## Task requirements
Report every line of the records that contains the word "surface".

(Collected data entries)

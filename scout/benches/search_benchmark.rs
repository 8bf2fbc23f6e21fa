use criterion::{criterion_group, criterion_main, BenchmarkId, Criterion};
use scout::ranking::{score_record, ParsedQuery, ScoringWeights};
use scout::{synthetic, HelpCenterSearch, HelpSearchApi, SearchConfig, SearchFilters, SearchRequest, SortKey};

fn setup_store(count: usize) -> HelpCenterSearch {
    let sources = synthetic::generate(count, 42);
    HelpCenterSearch::new(&sources, SearchConfig::default()).expect("Failed to build search index")
}

fn bench_search(c: &mut Criterion) {
    let rt = tokio::runtime::Runtime::new().unwrap();

    let queries = vec![
        ("single_term", "commission"),
        ("multi_term", "referral payout"),
        ("phrase_miss", "xyz123nonsense"),
        ("long_query", "how to submit a referral and track the commission payout"),
    ];

    let mut group = c.benchmark_group("search");
    group.sample_size(20);

    for size in [1_000usize, 50_000] {
        let store = setup_store(size);
        for (name, query) in &queries {
            group.bench_with_input(BenchmarkId::new(*name, size), query, |b, query| {
                b.iter(|| rt.block_on(store.search(SearchRequest::new(*query))).unwrap());
            });
        }

        let filtered = SearchRequest::new("partner")
            .with_filters(SearchFilters::new().with_category("Referrals"))
            .with_sort(SortKey::Date);
        group.bench_with_input(BenchmarkId::new("filtered_date_sort", size), &filtered, |b, req| {
            b.iter(|| rt.block_on(store.search(req.clone())).unwrap());
        });
    }
    group.finish();
}

fn bench_score_record(c: &mut Criterion) {
    let store = setup_store(1_000);
    let weights = ScoringWeights::default();
    let query = ParsedQuery::parse("referral commission payout", 3).unwrap();

    c.bench_function("score_all_records", |b| {
        b.iter(|| {
            store
                .index()
                .records()
                .iter()
                .map(|r| score_record(&query, r, &weights))
                .sum::<u32>()
        });
    });
}

criterion_group!(benches, bench_search, bench_score_record);
criterion_main!(benches);
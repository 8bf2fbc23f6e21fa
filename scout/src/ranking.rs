//! Additive relevance scoring.
//!
//! Every rule adds a fixed weight; nothing is normalized or scaled. A record
//! qualifies only when at least one text rule (title, content, category, tag)
//! fired. The popularity and quality boosts reorder qualifying records but
//! never make a record qualify on their own.

use serde::{Deserialize, Serialize};

use crate::models::SearchRecord;

/// Terms must be at least this many characters to count
pub const DEFAULT_MIN_TERM_LEN: usize = 3;

/// Weights and thresholds for the additive scorer.
/// `Default` is the production table.
#[derive(Debug, Clone, PartialEq, Eq, Serialize, Deserialize)]
#[serde(default, rename_all = "camelCase")]
pub struct ScoringWeights {
    pub title_phrase: u32,
    pub title_term: u32,
    pub content_phrase: u32,
    pub content_term: u32,
    pub category_phrase: u32,
    pub tag_match: u32,
    /// Strictly-greater threshold for the popularity boost
    pub popular_views_threshold: u64,
    pub popular_boost: u32,
    /// Strictly-greater threshold (percent) for the quality boost
    pub helpful_threshold: u32,
    pub helpful_boost: u32,
}

impl Default for ScoringWeights {
    fn default() -> Self {
        Self {
            title_phrase: 100,
            title_term: 50,
            content_phrase: 30,
            content_term: 15,
            category_phrase: 25,
            tag_match: 20,
            popular_views_threshold: 1000,
            popular_boost: 10,
            helpful_threshold: 90,
            helpful_boost: 5,
        }
    }
}

/// A trimmed, lowercased query and its significant terms
#[derive(Debug, Clone, PartialEq, Eq)]
pub struct ParsedQuery {
    phrase: String,
    terms: Vec<String>,
}

impl ParsedQuery {
    /// Returns `None` for a blank query: nothing should be scored at all.
    pub fn parse(raw: &str, min_term_len: usize) -> Option<Self> {
        let phrase = raw.trim().to_lowercase();
        if phrase.is_empty() {
            return None;
        }
        let terms = phrase
            .split_whitespace()
            .filter(|t| t.chars().count() >= min_term_len)
            .map(str::to_string)
            .collect();
        Some(Self { phrase, terms })
    }

    pub fn phrase(&self) -> &str {
        &self.phrase
    }

    pub fn terms(&self) -> &[String] {
        &self.terms
    }
}

/// Per-rule contributions for one record
#[derive(Debug, Clone, Copy, Default, PartialEq, Eq, Serialize)]
#[serde(rename_all = "camelCase")]
pub struct ScoreBreakdown {
    pub title: u32,
    pub content: u32,
    pub category: u32,
    pub tags: u32,
    pub popularity: u32,
    pub quality: u32,
}

impl ScoreBreakdown {
    pub fn text_score(&self) -> u32 {
        self.title + self.content + self.category + self.tags
    }

    pub fn total(&self) -> u32 {
        self.text_score() + self.popularity + self.quality
    }
}

/// Count how many terms appear in `haystack`. Duplicate query terms count twice.
fn term_hits(haystack: &str, terms: &[String]) -> u32 {
    terms.iter().filter(|t| haystack.contains(t.as_str())).count() as u32
}

pub fn score_breakdown(
    query: &ParsedQuery,
    record: &SearchRecord,
    weights: &ScoringWeights,
) -> ScoreBreakdown {
    let phrase = query.phrase();
    let terms = query.terms();

    let mut breakdown = ScoreBreakdown::default();

    let title = record.title.to_lowercase();
    if title.contains(phrase) {
        breakdown.title += weights.title_phrase;
    }
    breakdown.title += weights.title_term * term_hits(&title, terms);

    let content = record.content.to_lowercase();
    if content.contains(phrase) {
        breakdown.content += weights.content_phrase;
    }
    breakdown.content += weights.content_term * term_hits(&content, terms);

    if record.category.to_lowercase().contains(phrase) {
        breakdown.category += weights.category_phrase;
    }

    // One award per tag, whether it holds the whole phrase or a single term
    for tag in &record.tags {
        let tag = tag.to_lowercase();
        if tag.contains(phrase) || terms.iter().any(|t| tag.contains(t.as_str())) {
            breakdown.tags += weights.tag_match;
        }
    }

    if breakdown.text_score() == 0 {
        return breakdown;
    }

    if record.views_or_zero() > weights.popular_views_threshold {
        breakdown.popularity = weights.popular_boost;
    }
    if record.helpful_or_zero() > weights.helpful_threshold {
        breakdown.quality = weights.helpful_boost;
    }

    breakdown
}

/// Total relevance of `record` for `query`. Zero means the record is excluded.
pub fn score_record(query: &ParsedQuery, record: &SearchRecord, weights: &ScoringWeights) -> u32 {
    score_breakdown(query, record, weights).total()
}
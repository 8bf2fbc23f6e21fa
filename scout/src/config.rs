//! Search configuration
//!
//! Every field has a default, so an empty JSON object is a valid config and
//! the defaults reproduce the production behavior exactly.

use std::path::Path;
use std::time::Duration;

use serde::{Deserialize, Serialize};

use crate::interface::ScoutError;
use crate::ranking::{ScoringWeights, DEFAULT_MIN_TERM_LEN};
use crate::search::{MAX_RESULTS, MIN_QUERY_LEN};
use crate::suggestions::DEFAULT_HISTORY_LIMIT;

/// Delay between the last keystroke and scoring
pub const DEFAULT_DEBOUNCE_MS: u64 = 300;

#[derive(Debug, Clone, PartialEq, Eq, Serialize, Deserialize)]
#[serde(default, rename_all = "camelCase")]
pub struct SearchConfig {
    pub debounce_ms: u64,
    pub max_results: usize,
    /// Trimmed queries shorter than this return no results
    pub min_query_len: usize,
    /// Query terms shorter than this are ignored for term matching
    pub min_term_len: usize,
    pub history_limit: usize,
    pub weights: ScoringWeights,
}

impl Default for SearchConfig {
    fn default() -> Self {
        Self {
            debounce_ms: DEFAULT_DEBOUNCE_MS,
            max_results: MAX_RESULTS,
            min_query_len: MIN_QUERY_LEN,
            min_term_len: DEFAULT_MIN_TERM_LEN,
            history_limit: DEFAULT_HISTORY_LIMIT,
            weights: ScoringWeights::default(),
        }
    }
}

impl SearchConfig {
    pub fn from_json_str(json: &str) -> Result<Self, ScoutError> {
        let config: Self =
            serde_json::from_str(json).map_err(|e| ScoutError::Config(e.to_string()))?;
        config.validate()?;
        Ok(config)
    }

    pub fn load<P: AsRef<Path>>(path: P) -> Result<Self, ScoutError> {
        let path = path.as_ref();
        let json = std::fs::read_to_string(path)
            .map_err(|e| ScoutError::Config(format!("{}: {}", path.display(), e)))?;
        Self::from_json_str(&json)
    }

    pub fn validate(&self) -> Result<(), ScoutError> {
        if self.max_results == 0 {
            return Err(ScoutError::Config("maxResults must be greater than 0".into()));
        }
        if self.min_query_len == 0 {
            return Err(ScoutError::Config("minQueryLen must be greater than 0".into()));
        }
        Ok(())
    }

    pub fn debounce(&self) -> Duration {
        Duration::from_millis(self.debounce_ms)
    }
}
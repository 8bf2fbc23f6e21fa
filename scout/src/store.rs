//! HelpCenterSearch - the search surface handed to the hosting page
//!
//! Owns the index built from the host collections and runs each query through
//! the scorer and the filter/sort pipeline.
//!
//! Async Cancellation Architecture:
//! Scoring runs on a blocking thread. When the caller drops the search future
//! (a newer keystroke superseded it), a DropGuard triggers the
//! CancellationToken and the blocking work bails out at its next checkpoint.

use std::sync::Arc;

use once_cell::sync::Lazy;
use parking_lot::Mutex;
use tokio_util::sync::CancellationToken;

use crate::activation::Activation;
use crate::catalog::{DEFAULT_SOURCES, STATIC_FAQS};
use crate::config::SearchConfig;
use crate::indexer::{build_index, SearchIndex};
use crate::interface::{
    HelpSearchApi, ScoutError, SearchOutcome, SearchRequest, SearchResults,
};
use crate::models::{FaqEntry, SourceCollections};
use crate::ranking::ParsedQuery;
use crate::search::{run_pipeline, PipelineOutput, SearchFilters, SortKey};
use crate::suggestions::{no_result_alternatives, SearchHistory, SuggestionPanel};

/// Global fallback Tokio runtime for when async functions are called outside any runtime context.
/// Shared across all instances and never dropped.
static FALLBACK_RUNTIME: Lazy<tokio::runtime::Runtime> = Lazy::new(|| {
    tokio::runtime::Builder::new_multi_thread()
        .enable_all()
        .build()
        .expect("Failed to create fallback tokio runtime")
});

/// Current runtime if there is one, otherwise the global fallback
pub(crate) fn runtime_handle() -> tokio::runtime::Handle {
    tokio::runtime::Handle::try_current().unwrap_or_else(|_| FALLBACK_RUNTIME.handle().clone())
}

/// RAII guard that cancels a token when dropped.
pub(crate) struct DropGuard {
    token: CancellationToken,
}

impl DropGuard {
    pub(crate) fn new(token: CancellationToken) -> Self {
        Self { token }
    }
}

impl Drop for DropGuard {
    fn drop(&mut self) {
        self.token.cancel();
    }
}

/// Thread-safe search surface.
///
/// The index is immutable after construction and shared via `Arc` with the
/// blocking scoring threads. Only the recent-query history is mutable.
pub struct HelpCenterSearch {
    index: Arc<SearchIndex>,
    config: SearchConfig,
    history: Mutex<SearchHistory>,
}

impl HelpCenterSearch {
    /// Build the index from host collections plus the built-in FAQ list
    pub fn new(sources: &SourceCollections, config: SearchConfig) -> Result<Self, ScoutError> {
        Self::with_faqs(sources, &STATIC_FAQS, config)
    }

    pub fn with_faqs(
        sources: &SourceCollections,
        faqs: &[FaqEntry],
        config: SearchConfig,
    ) -> Result<Self, ScoutError> {
        config.validate()?;
        let index = build_index(sources, faqs);
        let history = SearchHistory::new(config.history_limit);
        Ok(Self {
            index: Arc::new(index),
            config,
            history: Mutex::new(history),
        })
    }

    /// Search over the built-in help-center catalog
    pub fn with_default_catalog(config: SearchConfig) -> Result<Self, ScoutError> {
        Self::new(&DEFAULT_SOURCES, config)
    }

    pub fn index(&self) -> &SearchIndex {
        &self.index
    }

    pub fn config(&self) -> &SearchConfig {
        &self.config
    }

    /// Whether `query` is long enough to be scored at all
    pub fn is_scorable(&self, query: &str) -> bool {
        query.trim().chars().count() >= self.config.min_query_len
    }

    /// Remember a submitted query for the suggestion panel. Queries too short
    /// to be scored are not remembered.
    pub fn record_query(&self, query: &str) {
        if self.is_scorable(query) {
            self.history.lock().push(query);
        }
    }

    pub fn sort_options(&self) -> Vec<(SortKey, &'static str)> {
        SortKey::ALL.iter().map(|k| (*k, k.display_name())).collect()
    }

    /// Score, filter and sort on the calling thread, checking `token` before
    /// and after the pipeline.
    fn search_sync(
        index: &SearchIndex,
        config: &SearchConfig,
        query: &ParsedQuery,
        filters: &SearchFilters,
        sort: SortKey,
        token: &CancellationToken,
    ) -> Result<PipelineOutput, ScoutError> {
        if token.is_cancelled() {
            return Err(ScoutError::Cancelled);
        }

        #[cfg(feature = "perf-log")]
        let t0 = std::time::Instant::now();

        let output = run_pipeline(
            index.records(),
            query,
            filters,
            sort,
            &config.weights,
            config.max_results,
        );

        #[cfg(feature = "perf-log")]
        tracing::debug!(
            elapsed_ms = t0.elapsed().as_secs_f64() * 1000.0,
            records = index.len(),
            matches = output.total_matches,
            "scored query"
        );

        if token.is_cancelled() {
            return Err(ScoutError::Cancelled);
        }
        Ok(output)
    }
}

#[async_trait::async_trait]
impl HelpSearchApi for HelpCenterSearch {
    /// Empty query: suggestion panel, nothing scored.
    /// Too-short query: empty results.
    /// Otherwise the pipeline runs on a blocking thread with cancellation.
    async fn search(&self, request: SearchRequest) -> Result<SearchOutcome, ScoutError> {
        let trimmed = request.query.trim();

        if trimmed.is_empty() {
            return Ok(SearchOutcome::Suggestions(self.suggestions()));
        }

        if !self.is_scorable(trimmed) {
            return Ok(SearchOutcome::Results(SearchResults::empty(trimmed)));
        }

        let Some(parsed) = ParsedQuery::parse(trimmed, self.config.min_term_len) else {
            return Ok(SearchOutcome::Results(SearchResults::empty(trimmed)));
        };

        let token = CancellationToken::new();
        let _guard = DropGuard::new(token.clone());

        let index = Arc::clone(&self.index);
        let config = self.config.clone();
        let filters = request.filters.clone();
        let sort = request.sort;
        let token_clone = token.clone();

        let handle = runtime_handle().spawn_blocking(move || {
            Self::search_sync(&index, &config, &parsed, &filters, sort, &token_clone)
        });

        match handle.await {
            Ok(Ok(output)) if output.hits.is_empty() => Ok(SearchOutcome::NoResults {
                query: trimmed.to_string(),
                alternatives: no_result_alternatives(),
            }),
            Ok(Ok(output)) => Ok(SearchOutcome::Results(SearchResults {
                query: trimmed.to_string(),
                hits: output.hits,
                total_matches: output.total_matches as u64,
            })),
            Ok(Err(e)) => Err(e),
            // JoinError means the task panicked or was aborted
            Err(_join_error) => Err(ScoutError::Cancelled),
        }
    }

    fn select(&self, record_id: &str) -> Result<Activation, ScoutError> {
        self.index
            .get(record_id)
            .map(Activation::for_record)
            .ok_or_else(|| ScoutError::NotFound(record_id.to_string()))
    }

    fn suggestions(&self) -> SuggestionPanel {
        SuggestionPanel::new(&self.history.lock())
    }

    fn categories(&self) -> Vec<String> {
        self.index.categories()
    }
}

#[cfg(test)]
mod tests {
    use super::*;
    use crate::interface::RecordType;

    fn runtime() -> tokio::runtime::Runtime {
        tokio::runtime::Builder::new_current_thread()
            .enable_all()
            .build()
            .unwrap()
    }

    fn store() -> HelpCenterSearch {
        HelpCenterSearch::with_default_catalog(SearchConfig::default()).unwrap()
    }

    #[test]
    fn test_store_creation() {
        let store = store();
        assert!(!store.index().is_empty());
        assert!(store.categories().contains(&"Referrals".to_string()));
    }

    #[test]
    fn test_invalid_config_rejected() {
        let config = SearchConfig {
            max_results: 0,
            ..SearchConfig::default()
        };
        assert!(matches!(
            HelpCenterSearch::with_default_catalog(config),
            Err(ScoutError::Config(_))
        ));
    }

    #[test]
    fn test_empty_query_returns_suggestions() {
        let rt = runtime();
        let store = store();
        let outcome = rt.block_on(store.search(SearchRequest::new("   "))).unwrap();
        assert!(matches!(outcome, SearchOutcome::Suggestions(_)));
        assert!(!outcome.is_query());
    }

    #[test]
    fn test_short_query_returns_empty_results() {
        let rt = runtime();
        let store = store();
        for q in ["a", "ap", " ap "] {
            let outcome = rt.block_on(store.search(SearchRequest::new(q))).unwrap();
            assert!(matches!(&outcome, SearchOutcome::Results(r) if r.hits.is_empty()));
        }
    }

    #[test]
    fn test_search_returns_ranked_hits() {
        let rt = runtime();
        let store = store();
        let outcome = rt.block_on(store.search(SearchRequest::new("commission"))).unwrap();
        let hits = outcome.hits();
        assert!(!hits.is_empty());
        for pair in hits.windows(2) {
            assert!(pair[0].relevance_score >= pair[1].relevance_score);
        }
    }

    #[test]
    fn test_type_filter_applies() {
        let rt = runtime();
        let store = store();
        let request = SearchRequest::new("referral")
            .with_filters(SearchFilters::new().with_type(RecordType::Faq));
        let outcome = rt.block_on(store.search(request)).unwrap();
        assert!(!outcome.hits().is_empty());
        assert!(outcome.hits().iter().all(|h| h.record.record_type == RecordType::Faq));
    }

    #[test]
    fn test_select_known_and_unknown() {
        let store = store();
        assert_eq!(
            store.select("article:referrals:ref-1").unwrap(),
            Activation::Internal("/help/articles/ref-1".into())
        );
        assert!(store.select("resource:brand-kit").unwrap().is_external());
        assert_eq!(
            store.select("faq:1").unwrap(),
            Activation::Detail("faq:1".into())
        );
        assert!(matches!(store.select("nope"), Err(ScoutError::NotFound(_))));
    }

    #[test]
    fn test_recorded_queries_show_in_suggestions() {
        let store = store();
        store.record_query("payout methods");
        store.record_query("tier upgrade");
        assert_eq!(
            store.suggestions().recent_queries,
            vec!["tier upgrade", "payout methods"]
        );
    }

    #[test]
    fn test_short_queries_not_recorded() {
        let store = store();
        store.record_query("ap");
        store.record_query("  ap  ");
        store.record_query("api");
        assert_eq!(store.suggestions().recent_queries, vec!["api"]);
    }

    #[test]
    fn test_cancellation_token() {
        let token = CancellationToken::new();
        assert!(!token.is_cancelled());

        let guard = DropGuard::new(token.clone());
        assert!(!token.is_cancelled());

        drop(guard);
        assert!(token.is_cancelled());
    }

    #[test]
    fn test_search_with_precancelled_token_returns_cancelled() {
        let store = store();
        let token = CancellationToken::new();
        token.cancel();

        let parsed = ParsedQuery::parse("referral", store.config.min_term_len).unwrap();
        let result = HelpCenterSearch::search_sync(
            &store.index,
            &store.config,
            &parsed,
            &SearchFilters::new(),
            SortKey::Relevance,
            &token,
        );
        assert_eq!(result, Err(ScoutError::Cancelled));
    }

    #[tokio::test]
    async fn test_search_works_inside_runtime() {
        let store = store();
        let outcome = store.search(SearchRequest::new("api integration")).await.unwrap();
        assert_eq!(outcome.hits()[0].record.title, "API integration guide");
    }

    #[test]
    fn test_runtime_handle_outside_runtime_uses_fallback() {
        let store = store();
        let handle = runtime_handle();
        let outcome = handle.block_on(store.search(SearchRequest::new("webhook"))).unwrap();
        assert!(!outcome.hits().is_empty());
    }
}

## Answer to this exercise
//! HelpCenterSearch - the search surface handed to the hosting page
/// Thread-safe search surface.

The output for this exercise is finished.